Christopher Chase Walker is the author of The Visitor which released on November 25th, 2016 (Cosmic Egg); and Now You Know (Acorn Independent Press 2012)
Since graduating university (College of Wooster) with a BA in English Literature, Christopher has lifted heavy objects at a fine arts auction house, mixed Bloody Marys at a Chicago bar, and for the past nineteen years raised millions for charities in the United Kingdom and United States.
He lives in Brighton, England, in a narrow house near the sea.
Seven or eight years
ago, a good friend, who was working on a novel of her own, asked me, ‘If your
writing was music instead of fiction, what band would you be?’ It was a
teenager-y question and, perhaps because of that, I thought it great fun. And I
knew right away, if not which band, the direction or niche my answer would be:
indie.
Mention the word ‘indie’
and music is the first thing that comes to mind. Then film. Then books. It’s
not a hierarchy. But it’s music that always fronts the list – and with it,
music magazines and music weeklies, pull out posters, good haircuts, brainy
poses, bookish quotes, shyness and swagger, singles and snogs and youth.
It makes sense, for,
across the arts, indie music came to me first. Importantly, indie music also
came into form when I was doing the same and, in early adolescence, beginning
to look beyond the 50s and 60s music of my parents’ generation and the
meat-and-potatoes rock (sometimes soft and stringy, sometimes hard, sometimes
countrified) and disco that dominated Cleveland radio in the late 70s and early
80s.
Initially it was bands
like Echo & the Bunnymen, New Order and the Cure. Later it was the Stone
Roses, My Bloody Valentine, The Smiths, and Suede. Friends – know that indieness
helped establish conversations, the basis of many substantial friendships –
introduced me to Sammy, Guided by Voices, Pavement and The Clientele.
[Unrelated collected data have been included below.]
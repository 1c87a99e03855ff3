//! Boundary snapping for association endpoints.
//!
//! When an endpoint is dropped onto a character node, it snaps to one of
//! eight attachment regions on the node rectangle's boundary: the four
//! edge bands and the four corners. The rule is pure and deterministic so
//! the host can preview the snap target during a drag.

use fabula_core::geometry::{Point, Rect};

/// Snaps a point to the nearest attachment position on a rectangle's
/// boundary.
///
/// `band` is the fraction of the rectangle's extent forming the snap band
/// on each side (0.2 gives 20% bands). A point inside the left or right
/// band snaps its x-coordinate to that edge; inside the top or bottom band
/// it snaps its y-coordinate. A point inside the central dead zone snaps
/// to the midpoint of a single edge: left or right when the point lies in
/// the middle vertical third of the rectangle, otherwise top when above
/// center and bottom when below.
///
/// The function is idempotent: applying it to its own output returns the
/// same point.
///
/// # Examples
///
/// ```
/// use fabula::chart::snap_to_rect_boundary;
/// use fabula_core::geometry::{Point, Rect, Size};
///
/// let rect = Rect::new(Point::new(0.0, 0.0), Size::new(100.0, 50.0));
///
/// // Inside the left band: x snaps to the left edge.
/// let snapped = snap_to_rect_boundary(rect, Point::new(10.0, 30.0), 0.2);
/// assert_eq!(snapped, Point::new(0.0, 30.0));
///
/// // Dead zone, above center: snaps to the top edge midpoint.
/// let snapped = snap_to_rect_boundary(rect, Point::new(50.0, 20.0), 0.2);
/// assert_eq!(snapped, Point::new(50.0, 0.0));
/// ```
pub fn snap_to_rect_boundary(rect: Rect, point: Point, band: f64) -> Point {
    let mut x = point.x();
    let mut y = point.y();
    let mut in_dead_zone_x = false;
    let mut in_dead_zone_y = false;

    if x < rect.min_x() + rect.width() * band {
        x = rect.min_x();
    } else if x > rect.max_x() - rect.width() * band {
        x = rect.max_x();
    } else {
        in_dead_zone_x = true;
    }

    if y < rect.min_y() + rect.height() * band {
        y = rect.min_y();
    } else if y > rect.max_y() - rect.height() * band {
        y = rect.max_y();
    } else {
        in_dead_zone_y = true;
    }

    // Inside the central dead zone: pick a single edge midpoint.
    if in_dead_zone_x && in_dead_zone_y {
        let center = rect.center();
        let third_top = rect.min_y() + rect.height() / 3.0;
        let third_bottom = rect.min_y() + rect.height() * 2.0 / 3.0;
        let in_middle_third = y > third_top && y < third_bottom;

        if in_middle_third && x < center.x() {
            x = rect.min_x();
            y = center.y();
        } else if in_middle_third {
            x = rect.max_x();
            y = center.y();
        } else if y < center.y() {
            x = center.x();
            y = rect.min_y();
        } else {
            x = center.x();
            y = rect.max_y();
        }
    }

    Point::new(x, y)
}

#[cfg(test)]
mod tests {
    use fabula_core::geometry::Size;

    use super::*;

    fn rect() -> Rect {
        Rect::new(Point::new(100.0, 200.0), Size::new(100.0, 50.0))
    }

    #[test]
    fn test_left_band_snaps_x() {
        let snapped = snap_to_rect_boundary(rect(), Point::new(110.0, 225.0), 0.2);
        assert_eq!(snapped, Point::new(100.0, 225.0));
    }

    #[test]
    fn test_right_band_snaps_x() {
        let snapped = snap_to_rect_boundary(rect(), Point::new(195.0, 225.0), 0.2);
        assert_eq!(snapped, Point::new(200.0, 225.0));
    }

    #[test]
    fn test_top_band_snaps_y() {
        let snapped = snap_to_rect_boundary(rect(), Point::new(150.0, 205.0), 0.2);
        assert_eq!(snapped, Point::new(150.0, 200.0));
    }

    #[test]
    fn test_bottom_band_snaps_y() {
        let snapped = snap_to_rect_boundary(rect(), Point::new(150.0, 245.0), 0.2);
        assert_eq!(snapped, Point::new(150.0, 250.0));
    }

    #[test]
    fn test_corner_band_snaps_both() {
        let snapped = snap_to_rect_boundary(rect(), Point::new(105.0, 204.0), 0.2);
        assert_eq!(snapped, Point::new(100.0, 200.0));
    }

    #[test]
    fn test_dead_zone_left_of_center() {
        // Middle vertical third, left of center.
        let snapped = snap_to_rect_boundary(rect(), Point::new(140.0, 224.0), 0.2);
        assert_eq!(snapped, Point::new(100.0, 225.0));
    }

    #[test]
    fn test_dead_zone_right_of_center() {
        let snapped = snap_to_rect_boundary(rect(), Point::new(160.0, 226.0), 0.2);
        assert_eq!(snapped, Point::new(200.0, 225.0));
    }

    #[test]
    fn test_dead_zone_above_center() {
        // Dead zone but outside the middle vertical third.
        let snapped = snap_to_rect_boundary(rect(), Point::new(140.0, 214.0), 0.2);
        assert_eq!(snapped, Point::new(150.0, 200.0));
    }

    #[test]
    fn test_dead_zone_below_center() {
        let snapped = snap_to_rect_boundary(rect(), Point::new(160.0, 236.0), 0.2);
        assert_eq!(snapped, Point::new(150.0, 250.0));
    }

    #[test]
    fn test_idempotent_on_edges() {
        let candidates = [
            Point::new(110.0, 225.0),
            Point::new(195.0, 225.0),
            Point::new(150.0, 205.0),
            Point::new(150.0, 245.0),
            Point::new(140.0, 224.0),
            Point::new(160.0, 236.0),
            Point::new(105.0, 204.0),
        ];

        for point in candidates {
            let once = snap_to_rect_boundary(rect(), point, 0.2);
            let twice = snap_to_rect_boundary(rect(), once, 0.2);
            assert_eq!(once, twice, "not idempotent for {point:?}");
        }
    }
}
The music
hit me in the gut: I had no choice.
What is critical about
these bands – however popular they might have been or grew to be – is that they
weren’t making music for everyone, but for themselves and for a small group of
like-minded people whom they knew, or could at least guess, like fabled lands, existed
here and there, and could be reached with luck, a hard slog and risk.
And the music labels for
many indie bands – Creation, Rough Trade, Big Cat, Nude, etc – could be
rough-edged, unconventional, sometimes ramshackle, often run by one or two
people and a few mates or contacts who operated on instinct and passion and
risk, rather than by an executive board concerned with strategy and scale and
financial return for already wealthy investors.
It’s similar with many
independent publishers, to a point. Today, indie publishers operate with a
higher degree of order than the old indie music labels did, and want to make a
success of things. But their interests, at least to me, lie more with wanting
to publish something that excites them and they feel needs to be read, rather
than something that you’ll see – or at least has a calculated shot at – topping
the charts come Christmas, or at any other time of the year. That’s their
beauty.
When I’d finished writing
The Visitor – and after it had been
proofed and edited and then run past three people whose opinions I trust (a
musician on indie labels, an indie filmmaker and the same friend, a
script-editor, who had asked me the which-band-would-you-be question) – and I
thought the novella’s manuscript was clean enough to submit, I drew up a list
of publishers. All were indie.
It’s a guess, of course,
but I didn’t think any of the major publishers would be keen, if mainly because
I thought The Visitor would only appeal
to pockets of readers, rather than everyone and their great aunt and uncle. You
also don’t see many novellas being published by the big publishing houses;
they’re the somewhere in-between a short story and a novel oddball. If they were
music, they would be EPs: too long to be a single, too short to be considered a
full album.
Equally, it was
important to trust my gut: I simply wasn’t interested in major national or
international publishers. It was indie from the word go. Which is why, in reply
to my friend’s question, I named the Jesus & Mary Chain as the band I’d
like to be, if I was writing music instead of fiction.